On prediction platforms like Polymarket, Kalshi, Myriad, and Manifold, fair value probability emerges when informed traders correct mispricing and markets absorb information efficiently. As markets move closer to equilibrium, the probability stabilizes around a value that represents the crowd’s best, most accurate estimate. This value becomes meaningful prediction markets data because it shows the consensus belief after the market digests all available signals.
Fair value probability helps separate temporary distortions from true expectations, giving analysts a clearer view of real sentiment.
Fair value probability is essential for interpreting prediction markets data correctly. It indicates when a forecast reflects real information rather than noise, making forecasts more reliable for analysis and decision-making.
Prediction markets aim for fair value because accurate pricing improves forecasting performance. When probabilities converge toward the true likelihood, markets become more informative and trustworthy. Traders rely on fair value probabilities to make decisions, and analysts use them to study how well markets process information. Clean prediction markets data depends on markets reaching this equilibrium.
Traders correct deviations by buying undervalued outcomes and selling overvalued ones. Informed participants act quickly when new information appears, pushing the probability closer to its fair value. As this process repeats, noise-based movements are filtered out, and the market stabilizes. Analysts reviewing prediction markets data can often see this convergence pattern as markets “settle” around the fair value.
Analysts can identify periods when markets diverge from fair value—often due to low liquidity, information latency, or mispricing signals. Comparing actual price paths with estimated fair value helps uncover inefficiencies and evaluate market accuracy. These insights strengthen interpretation of prediction markets data and improve forecasting models.

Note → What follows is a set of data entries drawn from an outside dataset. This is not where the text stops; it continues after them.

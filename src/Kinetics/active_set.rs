//! Adaptive reaction activator: decides, per state, which reactions are
//! dynamically negligible against species and temperature error budgets so
//! the reaction-set editor can skip them.
//!
//! The decision is a greedy in-order scan: a reaction is deactivated when
//! adding its temperature contribution and every one of its species
//! contributions to the running error budgets keeps them all within one.
//! This is a deliberate O(Nr * sparsity) heuristic, not a global optimum.

use nalgebra_sparse::{CooMatrix, CscMatrix};

use crate::error::ChemEngineError;
use crate::Kinetics::gas_kinetics::GasKinetics;

#[derive(Debug, Default)]
pub struct ReactionActivator {
    n_species: usize,
    n_rxns: usize,
    /// signed molar stoichiometry (products - reactants), species x reaction
    stoich_mol: Option<CscMatrix<f64>>,
    /// structural values of `stoich_mol`, kept pristine for refills
    base_values: Vec<f64>,
    /// scratch: column-scaled stoichiometry, then species error increments
    work_values: Vec<f64>,
    dtvec: Vec<f64>,
    u_scaled: Vec<f64>,
    y_scale: Vec<f64>,
    dy_err: Vec<f64>,
    iactive: Vec<bool>,
}

impl ReactionActivator {
    pub fn new() -> Self {
        Self::default()
    }

    pub fn active(&self) -> &[bool] {
        &self.iactive
    }

    /// Rebuild the signed stoichiometry pattern from the engine. Called
    /// automatically when the mechanism dimensions change.
    pub fn update_stoich_matrix(&mut self, kin: &GasKinetics) {
        let ns = kin.thermo().n_species();
        let nr = kin.n_reactions();
        let mut coo = CooMatrix::new(ns, nr);
        kin.rev_product_stoich
            .for_each_entry(|rxn, spec, coeff| coo.push(spec, rxn, coeff));
        kin.irrev_product_stoich
            .for_each_entry(|rxn, spec, coeff| coo.push(spec, rxn, coeff));
        kin.reactant_stoich
            .for_each_entry(|rxn, spec, coeff| coo.push(spec, rxn, -coeff));
        let csc = CscMatrix::from(&coo);

        self.n_species = ns;
        self.n_rxns = nr;
        self.base_values = csc.values().to_vec();
        self.work_values = vec![0.0; self.base_values.len()];
        self.stoich_mol = Some(csc);
        self.dtvec = vec![0.0; nr];
        self.u_scaled = vec![0.0; ns];
        self.y_scale = vec![0.0; ns];
        self.dy_err = vec![0.0; ns];
        self.iactive = vec![true; nr];
    }

    /// Recompute the activation mask for the engine's current state under
    /// the given relative/absolute error tolerances.
    pub fn update_active(
        &mut self,
        kin: &mut GasKinetics,
        rel_tol: f64,
        abs_tol: f64,
    ) -> Result<&[bool], ChemEngineError> {
        if self.stoich_mol.is_none()
            || self.n_species != kin.thermo().n_species()
            || self.n_rxns != kin.n_reactions()
        {
            self.update_stoich_matrix(kin);
        }

        kin.update_rop()?;
        let thermo = kin.thermo();
        let t = thermo.temperature();
        let rho = thermo.density();
        let cv = thermo.cv_mass()?;

        // scaled (negative) partial molar internal energies: converting
        // species production to a temperature-change fraction of budget
        thermo.partial_molar_int_energies(&mut self.u_scaled)?;
        let t_denom = -(rho * cv * (rel_tol * t + abs_tol));
        for u in self.u_scaled.iter_mut() {
            *u /= t_denom;
        }

        // per-species mass-fraction budget scale
        let y = thermo.mass_fractions();
        let weights = thermo.molecular_weights();
        for i in 0..self.n_species {
            self.y_scale[i] = weights[i] / (rho * (rel_tol * y[i] + abs_tol));
        }

        let csc = self
            .stoich_mol
            .as_ref()
            .ok_or_else(|| ChemEngineError::NotReady("activator has no stoichiometry".to_string()))?;
        let col_offsets = csc.col_offsets();
        let row_indices = csc.row_indices();
        let q = &kin.ropnet;

        // W = Sigma * diag(q), then dTVec = W^T * u_scaled
        for j in 0..self.n_rxns {
            let mut dt = 0.0;
            for idx in col_offsets[j]..col_offsets[j + 1] {
                let w = self.base_values[idx] * q[j];
                self.work_values[idx] = w;
                dt += w * self.u_scaled[row_indices[idx]];
            }
            self.dtvec[j] = dt;
        }
        // dYMat = diag(y_scale) * W, reusing the same storage
        for j in 0..self.n_rxns {
            for idx in col_offsets[j]..col_offsets[j + 1] {
                self.work_values[idx] *= self.y_scale[row_indices[idx]];
            }
        }

        // greedy in-order pruning against accumulated budgets
        self.iactive.iter_mut().for_each(|a| *a = true);
        self.dy_err.iter_mut().for_each(|e| *e = 0.0);
        let mut dt_err = 0.0;
        for j in 0..self.n_rxns {
            if (dt_err + self.dtvec[j]).abs() > 1.0 {
                continue; // temperature budget would overflow; stays active
            }
            let mut must_stay = false;
            for idx in col_offsets[j]..col_offsets[j + 1] {
                if (self.dy_err[row_indices[idx]] + self.work_values[idx]).abs() > 1.0 {
                    must_stay = true;
                    break;
                }
            }
            if !must_stay {
                self.iactive[j] = false;
                dt_err += self.dtvec[j];
                for idx in col_offsets[j]..col_offsets[j + 1] {
                    self.dy_err[row_indices[idx]] += self.work_values[idx];
                }
            }
        }
        Ok(&self.iactive)
    }
}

On Polymarket, a market forecasting the approval of a major regulatory decision saw early swings due to speculation. As official statements and credible reporting emerged, the probability gradually converged toward a stable number that reflected the true underlying likelihood—its fair value probability.
Estimating fair value probability requires high-quality, time-stamped forecast data. FinFeed's Prediction Markets API provides probability histories, liquidity metrics, and outcome data that help developers analyze price efficiency, detect deviations from fair value, and model how markets converge toward accurate forecasts.